My challenge has been to find a way to explain it so that it doesn’t come across as too earnest and, well, boring, because the topic is dead serious but the Ebook is not. There are so many diseases and fundraisers and personal stories and each one of them is worth talking about but it can become overwhelming. Titled, My Sepsis Story, the Ebook is scheduled for release on March 10th, but it might be earlier. I’m just waiting for the cover art. Explaining about my bout with sepsis four years ago is my way of spreading the word about this illness in the hope that increased awareness will lead to fewer victims. There’s nothing so gross in it that you can’t continue eating a sandwich, although I do invite readers to put the sandwich down at one point, out of respect for my brother, who seems to be extra queasy about some of the details!
Last week, I had a conference call with a couple of the leading members of the World Sepsis Alliance in London, England. One of them had asked to read my book and they liked it very much. It’s not an oh-poor-me story nor is it maudlin or overrun with medical jargon. It actually has some humour and I tried to just tell it like it was. I’m going to join with the Alliance as it works toward convincing the World Health Organization that September 13 should be declared World Sepsis Day. There are a lot of medical groups, scientists, professors and survivors like me from all over the world behind the Alliance and still, their polling shows only 19% of Canadians know about sepsis. In the US it’s 49% and in other countries it’s as low as 6 or 7%.

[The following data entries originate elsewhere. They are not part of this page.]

fn validate(bytes: &[u8]) -> Result<(JobDocument, Schedule), String> {
	let document: JobDocument =
		serde_json::from_slice(bytes).map_err(|e| format!("unreadable document: {e}"))?;

	let id = document.id_command();
	if id.uuid.trim().is_empty() {
		return Err("missing job id".to_string());
	}
	if let Some(process) = id.process {
		if process != Process::Wait {
			return Err(format!("already claimed (process = {process:?})"));
		}
	}
	let schedule = document.schedule().map_err(|e| e.to_string())?;

	Ok((document, schedule))
}

/// Write through a hidden temp file in the same directory so readers never
/// observe a half-written document.
fn write_atomic(path: &Path, document: &JobDocument) -> Result<(), StoreError> {
	let text = document.to_json().map_err(|e| StoreError::json(path, e))?;
	let file_name = path.file_name().map(|n| n.to_string_lossy().to_string()).unwrap_or_default();
	let tmp = path.with_file_name(format!(".{file_name}.tmp"));

	fs::write(&tmp, text).map_err(|e| StoreError::io(&tmp, e))?;
	fs::rename(&tmp, path).map_err(|e| StoreError::io(path, e))?;
	Ok(())
}

#[cfg(test)]
mod tests {
	use super::*;

	fn doc(uuid: &str, date: &str, time: &str) -> String {
		format!(
			r#"{{"command": {{"id_command": {{"uuid": "{uuid}", "description": "test", "date": "{date}", "time": "{time}", "process": "wait", "max_retries": 3, "result": false, "message": "", "nb_try": 0}}}}}}"#
		)
	}

	fn setup() -> (tempfile::TempDir, JobStore) {
		let tmp = tempfile::tempdir().unwrap();
		let store = JobStore::open(SessionDirs::new(tmp.path().join("Sessions"))).unwrap();
		(tmp, store)
	}

	fn put(store: &JobStore, status: JobStatus, name: &str, body: &str) {
		fs::write(store.dirs().area(status).join(name), body).unwrap();
	}

	fn locations(store: &JobStore, name: &str) -> Vec<JobStatus> {
		JobStatus::ALL
			.into_iter()
			.filter(|s| store.dirs().area(*s).join(name).exists())
			.collect()
	}

	#[test]
	fn open_creates_all_areas() {
		let (_tmp, store) = setup();
		for status in JobStatus::ALL {
			assert!(store.dirs().area(status).is_dir());
		}
		assert!(store.dirs().results().is_dir());
	}

	#[test]
	fn profile_layout() {
		let base = Path::new("/data");
		assert_eq!(SessionDirs::for_profile(base, None).root(), Path::new("/data/Sessions"));
		assert_eq!(
			SessionDirs::for_profile(base, Some("garden")).root(),
			Path::new("/data/Devices_Sessions/garden/Sessions")
		);
	}

	#[test]
	fn lists_waiting_in_natural_order() {
		let (_tmp, store) = setup();
		for name in ["10.json", "2.json", "1.json"] {
			put(&store, JobStatus::Waiting, name, &doc(name, "2025-01-01", "10:00:00"));
		}
		put(&store, JobStatus::Waiting, "notes.txt", "ignored");
		put(&store, JobStatus::Waiting, ".3.json.tmp", "ignored");

		let names: Vec<String> = store.list_waiting().unwrap().into_iter().map(|j| j.job_ref.file_name).collect();
		assert_eq!(names, vec!["1.json", "2.json", "10.json"]);
	}

	#[test]
	fn missing_identity_goes_straight_to_error() {
		let (_tmp, store) = setup();
		put(&store, JobStatus::Waiting, "bad.json", r#"{"command": {"auto_focus": {"do_action": true}}}"#);
		put(&store, JobStatus::Waiting, "garbage.json", "{not json");

		assert!(store.list_waiting().unwrap().is_empty());
		assert_eq!(locations(&store, "bad.json"), vec![JobStatus::Failed]);
		assert_eq!(locations(&store, "garbage.json"), vec![JobStatus::Failed]);

		// Never seen as waiting again.
		assert!(store.list_waiting().unwrap().is_empty());
		let raw = fs::read_to_string(store.dirs().area(JobStatus::Failed).join("bad.json")).unwrap();
		assert_eq!(raw, r#"{"command": {"auto_focus": {"do_action": true}}}"#);
	}

	#[test]
	fn claimed_document_is_quarantined() {
		let (_tmp, store) = setup();
		let body = doc("x", "2025-01-01", "10:00:00").replace("\"wait\"", "\"running\"");
		put(&store, JobStatus::Waiting, "x.json", &body);

		assert!(store.list_waiting().unwrap().is_empty());
		assert_eq!(locations(&store, "x.json"), vec![JobStatus::Failed]);
	}

	#[test]
	fn failed_move_keeps_document_as_it_was() {
		let (_tmp, store) = setup();
		put(&store, JobStatus::Waiting, "1.json", &doc("a", "2025-01-01", "10:00:00"));
		let done = store.dirs().area(JobStatus::Done);
		fs::remove_dir(&done).unwrap();
		fs::write(&done, "not a directory").unwrap();

		let job_ref = JobRef { file_name: "1.json".into(), status: JobStatus::Waiting };
		let err = store
			.promote(&job_ref, JobStatus::Done, |id| id.message = "finished".into())
			.unwrap_err();
		assert!(matches!(err, StoreError::Io { .. }));

		let left = store.load(&job_ref).unwrap();
		assert_eq!(left.id_command().process, Some(Process::Wait));
		assert!(left.id_command().message.is_empty());
		assert_eq!(store.list_waiting().unwrap().len(), 1);
	}

	#[test]
	fn bad_schedule_is_quarantined() {
		let (_tmp, store) = setup();
		put(&store, JobStatus::Waiting, "x.json", &doc("x", "tomorrow", "10:00:00"));
		assert!(store.list_waiting().unwrap().is_empty());
		assert_eq!(locations(&store, "x.json"), vec![JobStatus::Failed]);
	}

	#[test]
	fn promote_rewrites_then_moves() {
		let (_tmp, store) = setup();
		put(&store, JobStatus::Waiting, "1.json", &doc("a", "2025-01-01", "10:00:00"));
		let waiting = store.list_waiting().unwrap().remove(0);

		let (running, document) = store
			.promote(&waiting.job_ref, JobStatus::Running, |id| {
				id.starting_date = Some("2025-01-01 10:00:05".into());
			})
			.unwrap();
		assert_eq!(running.status, JobStatus::Running);
		assert_eq!(document.id_command().process, Some(Process::Running));
		assert_eq!(locations(&store, "1.json"), vec![JobStatus::Running]);

		let (done, _) = store
			.promote(&running, JobStatus::Done, |id| {
				id.result = true;
				id.nb_try = 1;
			})
			.unwrap();
		assert_eq!(locations(&store, "1.json"), vec![JobStatus::Done]);

		let stored = store.load(&done).unwrap();
		let id = stored.id_command();
		assert_eq!(id.process, Some(Process::Done));
		assert_eq!(id.starting_date.as_deref(), Some("2025-01-01 10:00:05"));
		assert!(id.result);
		assert_eq!(id.nb_try, 1);
		assert_eq!(id.date.as_deref(), Some("2025-01-01"));

		let leftovers: Vec<_> = fs::read_dir(store.dirs().area(JobStatus::Running)).unwrap().collect();
		assert!(leftovers.is_empty());
	}

	#[test]
	fn promote_of_missing_document_is_io_error() {
		let (_tmp, store) = setup();
		let ghost = JobRef { file_name: "ghost.json".into(), status: JobStatus::Waiting };
		let err = store.promote(&ghost, JobStatus::Running, |_| {}).unwrap_err();
		assert!(matches!(err, StoreError::Io { .. }));
	}

	#[test]
	fn recovers_jobs_left_running() {
		let (_tmp, store) = setup();
		let body = doc("r", "2025-01-01", "10:00:00").replace("\"wait\"", "\"running\"");
		put(&store, JobStatus::Running, "r.json", &body);
		put(&store, JobStatus::Running, "broken.json", "{");

		let recovered = store.recover_running().unwrap();
		assert_eq!(recovered.len(), 1);
		assert_eq!(locations(&store, "r.json"), vec![JobStatus::Waiting]);
		assert_eq!(locations(&store, "broken.json"), vec![JobStatus::Failed]);

		let waiting = store.list_waiting().unwrap();
		assert_eq!(waiting.len(), 1);
		assert_eq!(waiting[0].document.id_command().process, Some(Process::Wait));
	}

	#[test]
	fn counts_each_area() {
		let (_tmp, store) = setup();
		put(&store, JobStatus::Waiting, "1.json", &doc("1", "2025-01-01", "10:00:00"));
		put(&store, JobStatus::Waiting, "2.json", &doc("2", "2025-01-01", "10:00:00"));
		put(&store, JobStatus::Done, "3.json", &doc("3", "2025-01-01", "10:00:00"));

		let counts = store.counts().unwrap();
		assert_eq!(counts.waiting, 2);
		assert_eq!(counts.get(JobStatus::Done), 1);
		assert_eq!(counts.failed, 0);
	}
}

Sepsis is more common than cancer and kills more people than heart attacks. It has no socio-economic preferences. It’s as deadly in Canada as it is in West Africa or India or Mexico. It is just insane to me that we as a people know so little about it. And had I listened to the medical advice I received, I wouldn’t be here now. This has to change. I’m excited about being able to help with something I feel so much passion for – saving lives.